### What needs to be done
Would you reproduce the listing exactly, leaving nothing out?

*** Block opens ***

//! 토큰 스코프별 TTL 정책

use crate::domain::models::token::TokenScope;

/// 스코프별 TTL 테이블과 OTP 재전송 쿨다운
#[derive(Debug, Clone, Copy, PartialEq, Eq)]
pub struct TokenPolicy {
    pub user_auth_token_ttl: u64,
    pub auth_token_user_ttl: u64,
    pub email_verification_ttl: u64,
    pub change_password_ttl: u64,
    /// 이메일 인증 OTP 재전송이 허용되기까지의 최소 경과 시간 (초)
    pub resend_email_allowed_after: u64,
}

impl TokenPolicy {
    pub const fn standard() -> Self {
        Self {
            user_auth_token_ttl: 86_400,
            auth_token_user_ttl: 86_400,
            email_verification_ttl: 900,
            change_password_ttl: 86_400,
            resend_email_allowed_after: 30,
        }
    }

    /// 스코프에 설정된 TTL (초)
    pub fn ttl(&self, scope: TokenScope) -> u64 {
        match scope {
            TokenScope::UserAuthToken => self.user_auth_token_ttl,
            TokenScope::AuthTokenUser => self.auth_token_user_ttl,
            TokenScope::EmailVerification => self.email_verification_ttl,
            TokenScope::ChangePassword => self.change_password_ttl,
        }
    }

    /// 남은 TTL 기준으로 이메일 인증 OTP 재전송 허용 여부를 판단합니다.
    ///
    /// 마지막 발급 이후 쿨다운 이상 지났을 때, 즉
    /// `remaining < ttl(EmailVerification) - resend_email_allowed_after` 일 때만 허용합니다.
    /// 만료가 없는 키(`None`)는 Redis 의 `-1` 과 같이 항상 임계값 미만으로 취급합니다.
    pub fn allow_resend_email_otp(&self, remaining_ttl: Option<u64>) -> bool {
        let threshold = self
            .ttl(TokenScope::EmailVerification)
            .saturating_sub(self.resend_email_allowed_after);
        remaining_ttl.is_none_or(|remaining| remaining < threshold)
    }
}

impl Default for TokenPolicy {
    fn default() -> Self {
        Self::standard()
    }
}
//! 사용자 계정 응답 DTO

pub mod account_response;

pub use account_response::{MessageResponse, PendingRequirementsResponse, TokenResponse};
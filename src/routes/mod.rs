//! API 라우트 설정 모듈
//!
//! 계정 엔드포인트(`/api/v1/user`)와 헬스체크 엔드포인트를 등록합니다.
//!
//! # Auth Middleware Usage
//!
//! 보호가 필요한 핸들러는 스코프가 아니라 핸들러 단위로 미들웨어를 적용합니다.
//!
//! ```rust,ignore
//! #[get("/pending-requirements", wrap = "AuthMiddleware::new()")]
//! pub async fn pending_requirements(user: AuthenticatedUser, ...) -> HttpResponse { ... }
//! ```
//!
//! # Examples
//!
//! ```rust,ignore
//! use actix_web::App;
//!
//! let app = App::new().configure(configure_all_routes);
//! ```

use actix_web::{error, web, HttpResponse};
use serde_json::json;

use crate::core::errors::AppError;
use crate::handlers;

/// 모든 라우트를 설정합니다
pub fn configure_all_routes(cfg: &mut web::ServiceConfig) {
    // Health check endpoint
    cfg.service(health_check);

    configure_user_routes(cfg);
}

/// 계정 관련 라우트를 설정합니다
///
/// ## Public 라우트
/// - `GET /api/v1/user/signup-form-fields`
/// - `POST /api/v1/user/signup`
/// - `POST /api/v1/user/login`
/// - `POST /api/v1/user/change-password-initiate`
/// - `POST /api/v1/user/change-password`
///
/// ## Protected 라우트 (Authorization 헤더 필요)
/// - `POST /api/v1/user/verify-email`
/// - `POST /api/v1/user/resend-email-verification-otp`
/// - `GET /api/v1/user/pending-requirements`
///
/// ```bash
/// curl -X GET http://localhost:8080/api/v1/user/pending-requirements \
///   -H "Authorization: 3f2a9c0d5e..."
/// ```
fn configure_user_routes(cfg: &mut web::ServiceConfig) {
    cfg.service(
        web::scope("/api/v1/user")
            .app_data(json_config())
            .service(handlers::users::signup_form)
            .service(handlers::users::signup)
            .service(handlers::users::login)
            .service(handlers::users::verify_email)
            .service(handlers::users::resend_email_verification_otp)
            .service(handlers::users::pending_requirements)
            .service(handlers::users::change_password_initiate)
            .service(handlers::users::change_password),
    );
}

/// 요청 본문 파싱 실패를 `{"error": "..."}` 400 응답으로 바꿉니다.
fn json_config() -> web::JsonConfig {
    web::JsonConfig::default().error_handler(|err, _req| {
        let message = match &err {
            error::JsonPayloadError::ContentType => "Content type error".to_string(),
            other => other.to_string(),
        };
        AppError::BadRequest(message).into()
    })
}

/// 서비스 상태를 확인하는 헬스체크 엔드포인트
///
/// ```bash
/// curl http://localhost:8080/health
/// ```
///
/// Response:
/// ```json
/// {
///   "status": "healthy",
///   "service": "user_account_service",
///   "version": "0.1.0",
///   "timestamp": "2024-01-01T00:00:00Z",
///   "features": { "database": "MongoDB", "cache": "Redis", "mail": "SMTP" }
/// }
/// ```
#[actix_web::get("/health")]
async fn health_check() -> HttpResponse {
    HttpResponse::Ok().json(json!({
        "status": "healthy",
        "service": "user_account_service",
        "version": env!("CARGO_PKG_VERSION"),
        "timestamp": chrono::Utc::now().to_rfc3339(),
        "features": {
            "database": "MongoDB",
            "cache": "Redis",
            "mail": "SMTP"
        }
    }))
}
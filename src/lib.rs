//! 사용자 계정 서비스 백엔드
//!
//! 이메일/비밀번호 계정, 이메일 OTP 인증, 비밀번호 변경을 제공하는 REST 서비스입니다.
//! 사용자 문서는 MongoDB 에, 인증 토큰과 OTP 는 TTL 과 함께 Redis 에 저장됩니다.
//!
//! # Features
//!
//! - **계정 관리**: 회원가입, 로그인, 미완료 요구사항 조회
//! - **이메일 인증**: 6자리 OTP 발송, 재발송 쿨다운
//! - **비밀번호 변경**: OTP 기반 복구
//! - **불투명 인증 토큰**: 사용할 때마다 만료가 연장되는 캐시 토큰
//! - **MongoDB**: 사용자 데이터 영구 저장
//! - **Redis**: 토큰/OTP 저장
//!
//! # Architecture
//!
//! ```text
//! ┌─────────────────┐
//! │   HTTP Routes   │ ← REST API 엔드포인트
//! └─────────────────┘
//!          │
//!          ▼
//! ┌─────────────────┐
//! │   Middlewares   │ ← 요청 컨텍스트, 토큰 인증
//! └─────────────────┘
//!          │
//!          ▼
//! ┌─────────────────┐
//! │    Handlers     │ ← 요청/응답 처리
//! └─────────────────┘
//!          │
//!          ▼
//! ┌─────────────────┐
//! │    Services     │ ← 계정 워크플로, 토큰, 메일
//! └─────────────────┘
//!          │
//!          ▼
//! ┌─────────────────┐
//! │  Repositories   │ ← 데이터 액세스
//! └─────────────────┘
//!          │
//!          ▼
//! ┌─────────────────┐
//! │ MongoDB + Redis │ ← 저장소
//! └─────────────────┘
//! ```
//!
//! # Examples
//!
//! ```rust,ignore
//! use user_account_service::core::{AppContext, ContextOptions};
//!
//! let ctx = AppContext::new(cache, users, mailer, ContextOptions::from_env(&mail_config));
//! let token = ctx.user_service.signup(&request_ctx, request).await?;
//! ```

pub mod caching;
pub mod config;
pub mod core;
pub mod db;
pub mod domain;
pub mod handlers;
pub mod middlewares;
pub mod repositories;
pub mod routes;
pub mod services;
pub mod utils;

#[cfg(test)]
pub(crate) mod test_support;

*** Block closes ***

### Output of the exercise
//! 토큰 스코프별 TTL 정책

use crate::domain::models::token::TokenScope;

/// 스코프별 TTL 테이블과 OTP 재전송 쿨다운
#[derive(Debug, Clone, Copy, PartialEq, Eq)]
pub struct TokenPolicy {
    pub user_auth_token_ttl: u64,
    pub auth_token_user_ttl: u64,
    pub email_verification_ttl: u64,
    pub change_password_ttl: u64,
    /// 이메일 인증 OTP 재전송이 허용되기까지의 최소 경과 시간 (초)
    pub resend_email_allowed_after: u64,
}

impl TokenPolicy {
    pub const fn standard() -> Self {
        Self {
            user_auth_token_ttl: 86_400,
            auth_token_user_ttl: 86_400,
            email_verification_ttl: 900,
            change_password_ttl: 86_400,
            resend_email_allowed_after: 30,
        }
    }

    /// 스코프에 설정된 TTL (초)
    pub fn ttl(&self, scope: TokenScope) -> u64 {
        match scope {
            TokenScope::UserAuthToken => self.user_auth_token_ttl,
            TokenScope::AuthTokenUser => self.auth_token_user_ttl,
            TokenScope::EmailVerification => self.email_verification_ttl,
            TokenScope::ChangePassword => self.change_password_ttl,
        }
    }

    /// 남은 TTL 기준으로 이메일 인증 OTP 재전송 허용 여부를 판단합니다.
    ///
    /// 마지막 발급 이후 쿨다운 이상 지났을 때, 즉
    /// `remaining < ttl(EmailVerification) - resend_email_allowed_after` 일 때만 허용합니다.
    /// 만료가 없는 키(`None`)는 Redis 의 `-1` 과 같이 항상 임계값 미만으로 취급합니다.
    pub fn allow_resend_email_otp(&self, remaining_ttl: Option<u64>) -> bool {
        let threshold = self
            .ttl(TokenScope::EmailVerification)
            .saturating_sub(self.resend_email_allowed_after);
        remaining_ttl.is_none_or(|remaining| remaining < threshold)
    }
}

impl Default for TokenPolicy {
    fn default() -> Self {
        Self::standard()
    }
}
//! 사용자 계정 응답 DTO

pub mod account_response;

pub use account_response::{MessageResponse, PendingRequirementsResponse, TokenResponse};
filename src/routes/mod.rs
//! API 라우트 설정 모듈
//!
//! 계정 엔드포인트(`/api/v1/user`)와 헬스체크 엔드포인트를 등록합니다.
//!
//! # Auth Middleware Usage
//!
//! 보호가 필요한 핸들러는 스코프가 아니라 핸들러 단위로 미들웨어를 적용합니다.
//!
//! ```rust,ignore
//! #[get("/pending-requirements", wrap = "AuthMiddleware::new()")]
//! pub async fn pending_requirements(user: AuthenticatedUser, ...) -> HttpResponse { ... }
//! ```
//!
//! # Examples
//!
//! ```rust,ignore
//! use actix_web::App;
//!
//! let app = App::new().configure(configure_all_routes);
//! ```

use actix_web::{error, web, HttpResponse};
use serde_json::json;

use crate::core::errors::AppError;
use crate::handlers;

/// 모든 라우트를 설정합니다
pub fn configure_all_routes(cfg: &mut web::ServiceConfig) {
    // Health check endpoint
    cfg.service(health_check);

    configure_user_routes(cfg);
}

/// 계정 관련 라우트를 설정합니다
///
/// ## Public 라우트
/// - `GET /api/v1/user/signup-form-fields`
/// - `POST /api/v1/user/signup`
/// - `POST /api/v1/user/login`
/// - `POST /api/v1/user/change-password-initiate`
/// - `POST /api/v1/user/change-password`
///
/// ## Protected 라우트 (Authorization 헤더 필요)
/// - `POST /api/v1/user/verify-email`
/// - `POST /api/v1/user/resend-email-verification-otp`
/// - `GET /api/v1/user/pending-requirements`
///
/// ```bash
/// curl -X GET http://localhost:8080/api/v1/user/pending-requirements \
///   -H "Authorization: 3f2a9c0d5e..."
/// ```
fn configure_user_routes(cfg: &mut web::ServiceConfig) {
    cfg.service(
        web::scope("/api/v1/user")
            .app_data(json_config())
            .service(handlers::users::signup_form)
            .service(handlers::users::signup)
            .service(handlers::users::login)
            .service(handlers::users::verify_email)
            .service(handlers::users::resend_email_verification_otp)
            .service(handlers::users::pending_requirements)
            .service(handlers::users::change_password_initiate)
            .service(handlers::users::change_password),
    );
}

/// 요청 본문 파싱 실패를 `{"error": "..."}` 400 응답으로 바꿉니다.
fn json_config() -> web::JsonConfig {
    web::JsonConfig::default().error_handler(|err, _req| {
        let message = match &err {
            error::JsonPayloadError::ContentType => "Content type error".to_string(),
            other => other.to_string(),
        };
        AppError::BadRequest(message).into()
    })
}

/// 서비스 상태를 확인하는 헬스체크 엔드포인트
///
/// ```bash
/// curl http://localhost:8080/health
/// ```
///
/// Response:
/// ```json
/// {
///   "status": "healthy",
///   "service": "user_account_service",
///   "version": "0.1.0",
///   "timestamp": "2024-01-01T00:00:00Z",
///   "features": { "database": "MongoDB", "cache": "Redis", "mail": "SMTP" }
/// }
/// ```
#[actix_web::get("/health")]
async fn health_check() -> HttpResponse {
    HttpResponse::Ok().json(json!({
        "status": "healthy",
        "service": "user_account_service",
        "version": env!("CARGO_PKG_VERSION"),
        "timestamp": chrono::Utc::now().to_rfc3339(),
        "features": {
            "database": "MongoDB",
            "cache": "Redis",
            "mail": "SMTP"
        }
    }))
}
filename src/lib.rs
//! 사용자 계정 서비스 백엔드
//!
//! 이메일/비밀번호 계정, 이메일 OTP 인증, 비밀번호 변경을 제공하는 REST 서비스입니다.
//! 사용자 문서는 MongoDB 에, 인증 토큰과 OTP 는 TTL 과 함께 Redis 에 저장됩니다.
//!
//! # Features
//!
//! - **계정 관리**: 회원가입, 로그인, 미완료 요구사항 조회
//! - **이메일 인증**: 6자리 OTP 발송, 재발송 쿨다운
//! - **비밀번호 변경**: OTP 기반 복구
//! - **불투명 인증 토큰**: 사용할 때마다 만료가 연장되는 캐시 토큰
//! - **MongoDB**: 사용자 데이터 영구 저장
//! - **Redis**: 토큰/OTP 저장
//!
//! # Architecture
//!
//! ```text
//! ┌─────────────────┐
//! │   HTTP Routes   │ ← REST API 엔드포인트
//! └─────────────────┘
//!          │
//!          ▼
//! ┌─────────────────┐
//! │   Middlewares   │ ← 요청 컨텍스트, 토큰 인증
//! └─────────────────┘
//!          │
//!          ▼
//! ┌─────────────────┐
//! │    Handlers     │ ← 요청/응답 처리
//! └─────────────────┘
//!          │
//!          ▼
//! ┌─────────────────┐
//! │    Services     │ ← 계정 워크플로, 토큰, 메일
//! └─────────────────┘
//!          │
//!          ▼
//! ┌─────────────────┐
//! │  Repositories   │ ← 데이터 액세스
//! └─────────────────┘
//!          │
//!          ▼
//! ┌─────────────────┐
//! │ MongoDB + Redis │ ← 저장소
//! └─────────────────┘
//! ```
//!
//! # Examples
//!
//! ```rust,ignore
//! use user_account_service::core::{AppContext, ContextOptions};
//!
//! let ctx = AppContext::new(cache, users, mailer, ContextOptions::from_env(&mail_config));
//! let token = ctx.user_service.signup(&request_ctx, request).await?;
//! ```

pub mod caching;
pub mod config;
pub mod core;
pub mod db;
pub mod domain;
pub mod handlers;
pub mod middlewares;
pub mod repositories;
pub mod routes;
pub mod services;
pub mod utils;

#[cfg(test)]
pub(crate) mod test_support;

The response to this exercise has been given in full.